Now, some random thoughts from this week's headlines.
First, Tiger. Basically, who cares? The man can play golf. The man can finagle a bunch of great advertising gigs. But that doesn't mean he was smart enough to figure out the first rule of survival: Don't piss off your wife!
And there are reports that he paid some of his partners in extra-curricular activities as much as $20k a month to keep quiet. Obviously, it wasn't enough.
Next, there was an item in last Sunday's Boston Globe about a principal who banned the word 'meep' from his high school. Apparently, the students were using it constantly, against the requests of faculty and staff, to the point of disrupting education. Well, obviously this principal never had kids of his own or he would have known that if he ever wanted to do anything to perpetuate the use of the word 'meep' (used in both the context of Beaker of Sesame Street and the Roadrunner of cartoon fame), banning the use of the word would do it. These are kids. It's in their genetic makeup to do things that annoy adults. And if they know it annoys them, all the better. Just ignore it and it will go away. Just like goldfish swallowing, DA haircuts, Beatle haircuts, Valley Girl speak and all the other silly things kids have been doing all their lives.

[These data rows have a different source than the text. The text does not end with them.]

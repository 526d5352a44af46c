//! Source-syntax printing of the parsed AST, and location-insensitive
//! structural equality. `parse(print(m))` must be structurally equal to `m`;
//! the printer fully parenthesizes to make that unconditional.

use crate::ast::*;
use crate::types::{ParsedType, PType, TypeOp};
use crate::units::{unit_to_string, UnitExpr};

pub fn mechanism_to_string(m: &ParsedMechanism) -> String {
    let mut out = String::new();
    out.push_str(&format!("{} {} {{\n", m.kind, m.name));
    for group in [
        &m.records,
        &m.parameters,
        &m.constants,
        &m.states,
        &m.bindings,
        &m.functions,
        &m.initials,
        &m.evolutions,
        &m.effects,
        &m.exports,
    ] {
        for e in group.iter() {
            out.push_str("  ");
            out.push_str(&expr_to_string(e));
            out.push('\n');
        }
    }
    out.push_str("}\n");
    out
}

pub fn expr_to_string(e: &PExpr) -> String {
    match &**e {
        ParsedExpr::Parameter(p) => {
            format!("parameter {} = {};", id_to_string(&p.id), expr_to_string(&p.value))
        }
        ParsedExpr::Constant(c) => {
            format!("constant {} = {};", id_to_string(&c.id), expr_to_string(&c.value))
        }
        ParsedExpr::State(s) => format!("state {};", id_to_string(&s.id)),
        ParsedExpr::RecordAlias(r) => {
            let ParsedType::Record { fields, .. } = &*r.ty else {
                return format!("record {} {{}};", r.name);
            };
            let mut out = format!("record {} {{ ", r.name);
            for (f, ty) in fields {
                out.push_str(&format!("{}: {}; ", f, type_to_string(ty)));
            }
            out.push_str("};");
            out
        }
        ParsedExpr::Function(f) => {
            let args: Vec<String> = f.args.iter().map(id_to_string).collect();
            let ret = match &f.ret {
                Some(t) => format!(": {} ", type_to_string(t)),
                None => " ".to_string(),
            };
            format!(
                "function {}({}){}{{ {} }}",
                f.name,
                args.join(", "),
                ret,
                expr_to_string(&f.body)
            )
        }
        ParsedExpr::Bind(b) => match &b.ion {
            Some(ion) => format!("bind {} = {}({});", b.name, b.kind.name(), ion),
            None => format!("bind {} = {};", b.name, b.kind.name()),
        },
        ParsedExpr::Initial(i) => format!("initial {} = {};", i.target, expr_to_string(&i.value)),
        ParsedExpr::Evolve(ev) => {
            format!("evolve {}' = {};", ev.target, expr_to_string(&ev.value))
        }
        ParsedExpr::Effect(ef) => match &ef.ion {
            Some(ion) => {
                format!("effect {}({}) = {};", ef.kind.name(), ion, expr_to_string(&ef.value))
            }
            None => format!("effect {} = {};", ef.kind.name(), expr_to_string(&ef.value)),
        },
        ParsedExpr::Export(x) => format!("export {};", x.name),
        ParsedExpr::Call(c) => {
            let args: Vec<String> = c.args.iter().map(expr_to_string).collect();
            format!("{}({})", c.function, args.join(", "))
        }
        ParsedExpr::Object(o) => {
            let mut out = String::from("{ ");
            for (f, v) in &o.fields {
                out.push_str(&format!("{} = {}; ", f, expr_to_string(v)));
            }
            out.push('}');
            out
        }
        ParsedExpr::Let(l) => format!(
            "(let {} = {}; {})",
            id_to_string(&l.id),
            expr_to_string(&l.value),
            expr_to_string(&l.body)
        ),
        ParsedExpr::With(w) => {
            format!("(with {}; {})", expr_to_string(&w.value), expr_to_string(&w.body))
        }
        ParsedExpr::If(i) => format!(
            "(if {} {{ {} }} else {{ {} }})",
            expr_to_string(&i.condition),
            expr_to_string(&i.if_true),
            expr_to_string(&i.if_false)
        ),
        ParsedExpr::Identifier(id) => id.name.clone(),
        ParsedExpr::Float(f) => match &*f.unit {
            UnitExpr::NoUnit => format!("{:?}", f.value),
            _ => format!("{:?} [{}]", f.value, unit_to_string(&f.unit)),
        },
        ParsedExpr::Int(i) => match &*i.unit {
            UnitExpr::NoUnit => format!("{}", i.value),
            _ => format!("{} [{}]", i.value, unit_to_string(&i.unit)),
        },
        ParsedExpr::Unary(u) => match u.op {
            UnaryOp::Neg => format!("(-{})", expr_to_string(&u.arg)),
            UnaryOp::Not => format!("(!{})", expr_to_string(&u.arg)),
            UnaryOp::Exp => format!("exp({})", expr_to_string(&u.arg)),
            UnaryOp::Sin => format!("sin({})", expr_to_string(&u.arg)),
            UnaryOp::Cos => format!("cos({})", expr_to_string(&u.arg)),
            UnaryOp::Log => format!("log({})", expr_to_string(&u.arg)),
            UnaryOp::Abs => format!("abs({})", expr_to_string(&u.arg)),
            UnaryOp::Exprelr => format!("exprelr({})", expr_to_string(&u.arg)),
        },
        ParsedExpr::Binary(b) => match b.op {
            BinaryOp::Min => {
                format!("min({}, {})", expr_to_string(&b.lhs), expr_to_string(&b.rhs))
            }
            BinaryOp::Max => {
                format!("max({}, {})", expr_to_string(&b.lhs), expr_to_string(&b.rhs))
            }
            BinaryOp::Dot => format!("({}.{})", expr_to_string(&b.lhs), expr_to_string(&b.rhs)),
            op => format!(
                "({} {} {})",
                expr_to_string(&b.lhs),
                binop_symbol(op),
                expr_to_string(&b.rhs)
            ),
        },
    }
}

fn id_to_string(id: &ParsedIdentifier) -> String {
    match &id.ty {
        Some(t) => format!("{}: {}", id.name, type_to_string(t)),
        None => id.name.clone(),
    }
}

pub fn type_to_string(t: &PType) -> String {
    match &**t {
        ParsedType::Integer { val, .. } => val.to_string(),
        ParsedType::Quantity { quantity, .. } => quantity.name().to_string(),
        ParsedType::Binary { op, lhs, rhs, .. } => {
            let op_str = match op {
                TypeOp::Mul => "*",
                TypeOp::Div => "/",
                TypeOp::Pow => "^",
            };
            format!("({}{}{})", type_to_string(lhs), op_str, type_to_string(rhs))
        }
        ParsedType::Bool { .. } => "bool".to_string(),
        ParsedType::Record { fields, .. } => {
            let fs: Vec<String> =
                fields.iter().map(|(n, t)| format!("{}: {}", n, type_to_string(t))).collect();
            format!("{{ {} }}", fs.join("; "))
        }
        ParsedType::Alias { name, .. } => name.clone(),
    }
}

fn binop_symbol(op: BinaryOp) -> &'static str {
    match op {
        BinaryOp::Add => "+",
        BinaryOp::Sub => "-",
        BinaryOp::Mul => "*",
        BinaryOp::Div => "/",
        BinaryOp::Pow => "^",
        BinaryOp::Lt => "<",
        BinaryOp::Le => "<=",
        BinaryOp::Gt => ">",
        BinaryOp::Ge => ">=",
        BinaryOp::Eq => "==",
        BinaryOp::Ne => "!=",
        BinaryOp::And => "&&",
        BinaryOp::Or => "||",
        BinaryOp::Min | BinaryOp::Max | BinaryOp::Dot => unreachable!("printed elsewhere"),
    }
}

// ---- structural equality (locations ignored) ------------------------------

pub fn mechanism_eq(a: &ParsedMechanism, b: &ParsedMechanism) -> bool {
    a.name == b.name
        && a.kind == b.kind
        && exprs_eq(&a.parameters, &b.parameters)
        && exprs_eq(&a.constants, &b.constants)
        && exprs_eq(&a.states, &b.states)
        && exprs_eq(&a.records, &b.records)
        && exprs_eq(&a.functions, &b.functions)
        && exprs_eq(&a.bindings, &b.bindings)
        && exprs_eq(&a.initials, &b.initials)
        && exprs_eq(&a.evolutions, &b.evolutions)
        && exprs_eq(&a.effects, &b.effects)
        && exprs_eq(&a.exports, &b.exports)
}

fn exprs_eq(a: &[PExpr], b: &[PExpr]) -> bool {
    a.len() == b.len() && a.iter().zip(b).all(|(x, y)| expr_eq(x, y))
}

pub fn expr_eq(a: &PExpr, b: &PExpr) -> bool {
    use ParsedExpr::*;
    match (&**a, &**b) {
        (Parameter(x), Parameter(y)) => id_eq(&x.id, &y.id) && expr_eq(&x.value, &y.value),
        (Constant(x), Constant(y)) => id_eq(&x.id, &y.id) && expr_eq(&x.value, &y.value),
        (State(x), State(y)) => id_eq(&x.id, &y.id),
        (RecordAlias(x), RecordAlias(y)) => x.name == y.name && type_eq(&x.ty, &y.ty),
        (Function(x), Function(y)) => {
            x.name == y.name
                && x.args.len() == y.args.len()
                && x.args.iter().zip(&y.args).all(|(p, q)| id_eq(p, q))
                && opt_type_eq(&x.ret, &y.ret)
                && expr_eq(&x.body, &y.body)
        }
        (Bind(x), Bind(y)) => x.name == y.name && x.kind == y.kind && x.ion == y.ion,
        (Initial(x), Initial(y)) => x.target == y.target && expr_eq(&x.value, &y.value),
        (Evolve(x), Evolve(y)) => x.target == y.target && expr_eq(&x.value, &y.value),
        (Effect(x), Effect(y)) => {
            x.kind == y.kind && x.ion == y.ion && expr_eq(&x.value, &y.value)
        }
        (Export(x), Export(y)) => x.name == y.name,
        (Call(x), Call(y)) => {
            x.function == y.function
                && x.args.len() == y.args.len()
                && x.args.iter().zip(&y.args).all(|(p, q)| expr_eq(p, q))
        }
        (Object(x), Object(y)) => {
            x.record == y.record
                && x.fields.len() == y.fields.len()
                && x.fields
                    .iter()
                    .zip(&y.fields)
                    .all(|((nf, vf), (ng, vg))| nf == ng && expr_eq(vf, vg))
        }
        (Let(x), Let(y)) => {
            id_eq(&x.id, &y.id) && expr_eq(&x.value, &y.value) && expr_eq(&x.body, &y.body)
        }
        (With(x), With(y)) => expr_eq(&x.value, &y.value) && expr_eq(&x.body, &y.body),
        (If(x), If(y)) => {
            expr_eq(&x.condition, &y.condition)
                && expr_eq(&x.if_true, &y.if_true)
                && expr_eq(&x.if_false, &y.if_false)
        }
        (Identifier(x), Identifier(y)) => x.name == y.name && opt_type_eq(&x.ty, &y.ty),
        (Float(x), Float(y)) => x.value == y.value && unit_eq(&x.unit, &y.unit),
        (Int(x), Int(y)) => x.value == y.value && unit_eq(&x.unit, &y.unit),
        (Unary(x), Unary(y)) => x.op == y.op && expr_eq(&x.arg, &y.arg),
        (Binary(x), Binary(y)) => {
            x.op == y.op && expr_eq(&x.lhs, &y.lhs) && expr_eq(&x.rhs, &y.rhs)
        }
        _ => false,
    }
}

fn id_eq(a: &ParsedIdentifier, b: &ParsedIdentifier) -> bool {
    a.name == b.name && opt_type_eq(&a.ty, &b.ty)
}

fn opt_type_eq(a: &Option<PType>, b: &Option<PType>) -> bool {
    match (a, b) {
        (None, None) => true,
        (Some(x), Some(y)) => type_eq(x, y),
        _ => false,
    }
}

pub fn type_eq(a: &PType, b: &PType) -> bool {
    use ParsedType::*;
    match (&**a, &**b) {
        (Integer { val: x, .. }, Integer { val: y, .. }) => x == y,
        (Quantity { quantity: x, .. }, Quantity { quantity: y, .. }) => x == y,
        (
            Binary { op: xo, lhs: xl, rhs: xr, .. },
            Binary { op: yo, lhs: yl, rhs: yr, .. },
        ) => xo == yo && type_eq(xl, yl) && type_eq(xr, yr),
        (Bool { .. }, Bool { .. }) => true,
        (Record { fields: x, .. }, Record { fields: y, .. }) => {
            x.len() == y.len()
                && x.iter().zip(y).all(|((nf, tf), (ng, tg))| nf == ng && type_eq(tf, tg))
        }
        (Alias { name: x, .. }, Alias { name: y, .. }) => x == y,
        _ => false,
    }
}

pub fn unit_eq(a: &crate::units::PUnit, b: &crate::units::PUnit) -> bool {
    use UnitExpr::*;
    match (&**a, &**b) {
        (NoUnit, NoUnit) => true,
        (Integer { val: x, .. }, Integer { val: y, .. }) => x == y,
        (
            Simple { prefix: xp, symbol: xs, .. },
            Simple { prefix: yp, symbol: ys, .. },
        ) => xp == yp && xs == ys,
        (
            Binary { op: xo, lhs: xl, rhs: xr, .. },
            Binary { op: yo, lhs: yl, rhs: yr, .. },
        ) => xo == yo && unit_eq(xl, yl) && unit_eq(xr, yr),
        _ => false,
    }
}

There was the story of a rescue effort in Oregon in the middle of the week. Some hikers were lost on Mount Hood and the body of one of them had been found. But conditions had worsened so that the search for the other two had to be put on hold. That got me to thinking. I know everyone has their own hobbies and some people need the challenge of overcoming great obstacles to feel fulfilled. But when that person's hobby starts to endanger the lives of others, I have to say, 'Wait a minute. What gives you the right?' The caring side of me wants to say I don't want to stand around and do nothing when someone is dying up there on that mountain. But the cynical side of me says, 'Well what do you expect? It's a mountain over 11,000' high in December in North America. If you decide to hike up it and things go wrong, why do you think a bunch of other people are gonna want to hike up looking for you?' I'm torn on this one. But I do hope the cost of the rescue effort is billed to 'em.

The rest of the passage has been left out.